Who is there that, on seeing the messenger hasten from the dinner-table to the prison, would not have forthwith concluded that he carried an order for the prophet's release? If anyone had heard that it was Herod's birthday, and that he was giving a great feast, and that he had offered a damsel the choice of whatever she wished, and that thereupon a messenger had been sent to John's dungeon―if anyone, I say, had heard this, what would he have supposed? He would have concluded that the damsel had asked and obtained John's freedom. What hath merry-making in common with cruelty? or pleasure-seeking with death-dealing? While the banquet was in progress, the prophet was hurried to his doom, by an order from the reveller whom he had not troubled even by a prayer for release.

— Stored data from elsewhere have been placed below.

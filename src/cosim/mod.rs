//! Cosimulation backends.
//!
//! A backend runs packed stream words through a compiled hardware artifact
//! and returns the words that come out the other side. The converter does not
//! care how: an external RTL simulator, or an in-process model of the block.
//!
//! # Backends
//!
//! - [`CommandBackend`]: drives an external simulator executable, exchanging
//!   words as hex text files
//! - [`BehaviouralBackend`]: in-process bit-level model of the width converter
//!
//! # Artifact Layout
//!
//! Generated IP for a node named `N` is expected at
//!
//! ```text
//! <code_gen_dir_ipgen>/project_N/sol1/impl/verilog/N_N.v
//! ```

mod behavioural;
mod command;

pub use behavioural::{BehaviouralBackend, RunStats};
pub use command::CommandBackend;

use std::path::{Path, PathBuf};

use thiserror::Error;

use crate::error::DwcError;
use crate::packing::StreamWord;

/// Interface widths and sizes for one simulation.
#[derive(Debug, Clone, Copy, PartialEq, Eq)]
pub struct StreamInterface {
    /// Bits per input transfer.
    pub in_width: u32,
    /// Bits per output transfer.
    pub out_width: u32,
    /// Output transfers the caller expects to collect.
    pub expected_out_words: usize,
}

/// Errors a backend can report.
#[derive(Debug, Error)]
pub enum CosimError {
    /// The compiled hardware artifact does not exist.
    #[error("hardware artifact not found: {}", .0.display())]
    ArtifactMissing(PathBuf),

    /// The simulation ran but did not produce usable output.
    #[error("simulation failed: {0}")]
    Failed(String),

    #[error("simulator I/O error: {0}")]
    Io(#[from] std::io::Error),
}

impl From<CosimError> for DwcError {
    fn from(err: CosimError) -> Self {
        match err {
            CosimError::ArtifactMissing(path) => DwcError::MissingArtifact { path },
            other => DwcError::Backend(other.to_string()),
        }
    }
}

/// Something that can run packed streams against compiled hardware.
pub trait CosimBackend {
    /// Short name for log messages.
    fn name(&self) -> &str;

    /// Feed `input` through the hardware at `artifact` and collect its output.
    ///
    /// Blocks until the simulation finishes. Implementations must report a
    /// missing artifact as [`CosimError::ArtifactMissing`].
    fn simulate(
        &mut self,
        artifact: &Path,
        input: &[StreamWord],
        io: &StreamInterface,
    ) -> Result<Vec<StreamWord>, CosimError>;
}

impl<B: CosimBackend + ?Sized> CosimBackend for Box<B> {
    fn name(&self) -> &str {
        (**self).name()
    }

    fn simulate(
        &mut self,
        artifact: &Path,
        input: &[StreamWord],
        io: &StreamInterface,
    ) -> Result<Vec<StreamWord>, CosimError> {
        (**self).simulate(artifact, input, io)
    }
}

/// Location of the generated top-level HDL for `node_name`.
pub fn artifact_path(ipgen_dir: &Path, node_name: &str) -> PathBuf {
    ipgen_dir
        .join(format!("project_{}", node_name))
        .join("sol1")
        .join("impl")
        .join("verilog")
        .join(format!("{}_{}.v", node_name, node_name))
}
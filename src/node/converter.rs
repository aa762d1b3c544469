//! The streaming data-width converter node.

use std::path::Path;

use serde::{Deserialize, Serialize};

use crate::datatype::DataType;
use crate::error::{DwcError, Result};
use crate::folding::{compute_folded_shape, roundup_to_multiple, validate_width_relation};
use crate::shape::Shape;

use super::attributes::{AttributeTable, NodeAttributes};

/// Operator type name of the converter in a dataflow graph.
pub const OP_TYPE: &str = "StreamingDataWidthConverter_Batch";

/// Graph-level identity of a node: its name, domain and tensor connections.
#[derive(Debug, Clone, PartialEq, Eq, Serialize, Deserialize)]
pub struct NodeSignature {
    pub name: String,
    #[serde(default)]
    pub domain: String,
    #[serde(default)]
    pub inputs: Vec<String>,
    #[serde(default)]
    pub outputs: Vec<String>,
}

impl NodeSignature {
    /// Single-input, single-output signature in the `finn` domain.
    pub fn new(name: impl Into<String>, input: impl Into<String>, output: impl Into<String>) -> Self {
        Self {
            name: name.into(),
            domain: "finn".to_string(),
            inputs: vec![input.into()],
            outputs: vec![output.into()],
        }
    }
}

/// Which side of the converter a query refers to.
#[derive(Debug, Clone, Copy, PartialEq, Eq)]
pub enum Direction {
    Input,
    Output,
}

/// A width converter between two streams carrying the same logical tensor.
///
/// Configuration is validated at construction and never changes afterwards.
#[derive(Debug, Clone)]
pub struct StreamConverterNode {
    signature: NodeSignature,
    attrs: NodeAttributes,
}

impl StreamConverterNode {
    /// Build a node from validated attributes, checking the width invariants.
    pub fn new(signature: NodeSignature, attrs: NodeAttributes) -> Result<Self> {
        attrs.datatype.check_supported()?;
        if attrs.shape.checked_elem_count().is_none() {
            return Err(DwcError::config(format!(
                "shape {} has more elements than fit in usize",
                attrs.shape
            )));
        }
        for (label, width) in [("inWidth", attrs.in_width), ("outWidth", attrs.out_width)] {
            if roundup_to_multiple(width, 8).is_none() {
                return Err(DwcError::config(format!(
                    "{} {} cannot be padded to a whole number of bytes",
                    label, width
                )));
            }
        }

        let node = Self { signature, attrs };
        // Surface every configuration error now rather than on first query.
        let fin = node.folded_input_shape()?;
        let fout = node.folded_output_shape()?;
        log::debug!(
            "{}: {} -> {} bits, folded in {} / out {}",
            node.name(),
            node.attrs.in_width,
            node.attrs.out_width,
            fin,
            fout
        );
        Ok(node)
    }

    /// Build a node straight from the compiler's attribute table.
    pub fn from_table(signature: NodeSignature, table: &AttributeTable) -> Result<Self> {
        let attrs = NodeAttributes::from_table(table)?;
        Self::new(signature, attrs)
    }

    pub fn signature(&self) -> &NodeSignature {
        &self.signature
    }

    pub fn attributes(&self) -> &NodeAttributes {
        &self.attrs
    }

    pub fn name(&self) -> &str {
        &self.signature.name
    }

    /// The single declared input tensor name.
    pub fn input_name(&self) -> Result<&str> {
        match self.signature.inputs.as_slice() {
            [name] => Ok(name),
            other => Err(DwcError::validation(format!(
                "{} needs exactly 1 data input, has {}",
                self.name(),
                other.len()
            ))),
        }
    }

    /// The single declared output tensor name.
    pub fn output_name(&self) -> Result<&str> {
        match self.signature.outputs.as_slice() {
            [name] => Ok(name),
            other => Err(DwcError::validation(format!(
                "{} needs exactly 1 output, has {}",
                self.name(),
                other.len()
            ))),
        }
    }

    pub fn input_datatype(&self) -> DataType {
        self.attrs.datatype
    }

    pub fn output_datatype(&self) -> DataType {
        self.attrs.datatype
    }

    pub fn normal_input_shape(&self) -> &Shape {
        &self.attrs.shape
    }

    pub fn normal_output_shape(&self) -> &Shape {
        &self.attrs.shape
    }

    /// Input shape folded to `in_width` transfers.
    pub fn folded_input_shape(&self) -> Result<Shape> {
        validate_width_relation(self.attrs.in_width, self.attrs.out_width)?;
        compute_folded_shape(
            self.normal_input_shape(),
            self.attrs.in_width,
            self.input_datatype().storage_bits(),
        )
    }

    /// Output shape folded to `out_width` transfers.
    pub fn folded_output_shape(&self) -> Result<Shape> {
        validate_width_relation(self.attrs.in_width, self.attrs.out_width)?;
        compute_folded_shape(
            self.normal_output_shape(),
            self.attrs.out_width,
            self.output_datatype().storage_bits(),
        )
    }

    /// Folded shape on one side of the converter.
    pub fn folded_shape(&self, direction: Direction) -> Result<Shape> {
        match direction {
            Direction::Input => self.folded_input_shape(),
            Direction::Output => self.folded_output_shape(),
        }
    }

    /// Input stream width, optionally padded to a whole number of bytes.
    pub fn in_stream_width(&self, pad_to_byte: bool) -> u32 {
        pad_width(self.attrs.in_width, pad_to_byte)
    }

    /// Output stream width, optionally padded to a whole number of bytes.
    pub fn out_stream_width(&self, pad_to_byte: bool) -> u32 {
        pad_width(self.attrs.out_width, pad_to_byte)
    }

    /// Stream width on one side of the converter.
    pub fn stream_width(&self, direction: Direction, pad_to_byte: bool) -> u32 {
        match direction {
            Direction::Input => self.in_stream_width(pad_to_byte),
            Direction::Output => self.out_stream_width(pad_to_byte),
        }
    }

    /// Number of stream transfers needed to move one tensor in `direction`.
    pub fn word_count(&self, direction: Direction) -> Result<usize> {
        Ok(self.folded_shape(direction)?.outer_count())
    }

    /// Input words packed into one output word (1 when narrowing).
    pub fn num_in_words(&self) -> u32 {
        if self.attrs.out_width > self.attrs.in_width {
            self.attrs.out_width / self.attrs.in_width
        } else {
            1
        }
    }

    /// Check the graph's recorded input shape against the node configuration.
    pub fn check_input_shape(&self, model_shape: &Shape) -> Result<()> {
        if model_shape != self.normal_input_shape() {
            return Err(DwcError::validation(format!(
                "unexpected input shape for {}: graph has {}, node expects {}",
                self.name(),
                model_shape,
                self.normal_input_shape()
            )));
        }
        Ok(())
    }

    /// Output datatype given the input's: a width converter never changes it.
    pub fn infer_output_datatype(&self, input: DataType) -> DataType {
        input
    }

    /// Directory holding generated IP, if configured.
    pub fn ipgen_dir(&self) -> Option<&Path> {
        self.attrs.code_gen_dir_ipgen.as_deref()
    }

    /// Directory holding functional-run code, if configured.
    pub fn npysim_dir(&self) -> Option<&Path> {
        self.attrs.code_gen_dir_npysim.as_deref()
    }
}

fn pad_width(width: u32, pad_to_byte: bool) -> u32 {
    if pad_to_byte {
        // Widths that cannot be padded are rejected in `new`.
        roundup_to_multiple(width, 8).unwrap_or(width)
    } else {
        width
    }
}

He was slain with the sword, and his head was served up in a charger. This was the new dish demanded by a cruelty which the banquet had been powerless to glut.
Look, O cruel king, and see a decoration which suiteth well thy banquet! Stretch forth thine hand, and touch the head of death at thy feast. So as to lose no part of the luxury of cruelty, let the streams of his sacred blood run between thy fingers. Thine hunger the dinner hath been unable to satisfy; thy cups have not been able to quench thine inhuman thirst; drink the blood still flowing from the palpitating veins of this sacred head. Look at the eyes! Even in death they remain the witness of thine uncleanness, albeit they have made haste to close themselves upon the spectacle of thy pleasures. Those eyes are closing, but, as it were, not so much from death, as from horror at thine enjoyment. That golden mouth, whose bloodless lips are silent now, can repeat no more the denunciation which thou couldest not bear to hear! But even yet thou art afraid of their unspoken judgments!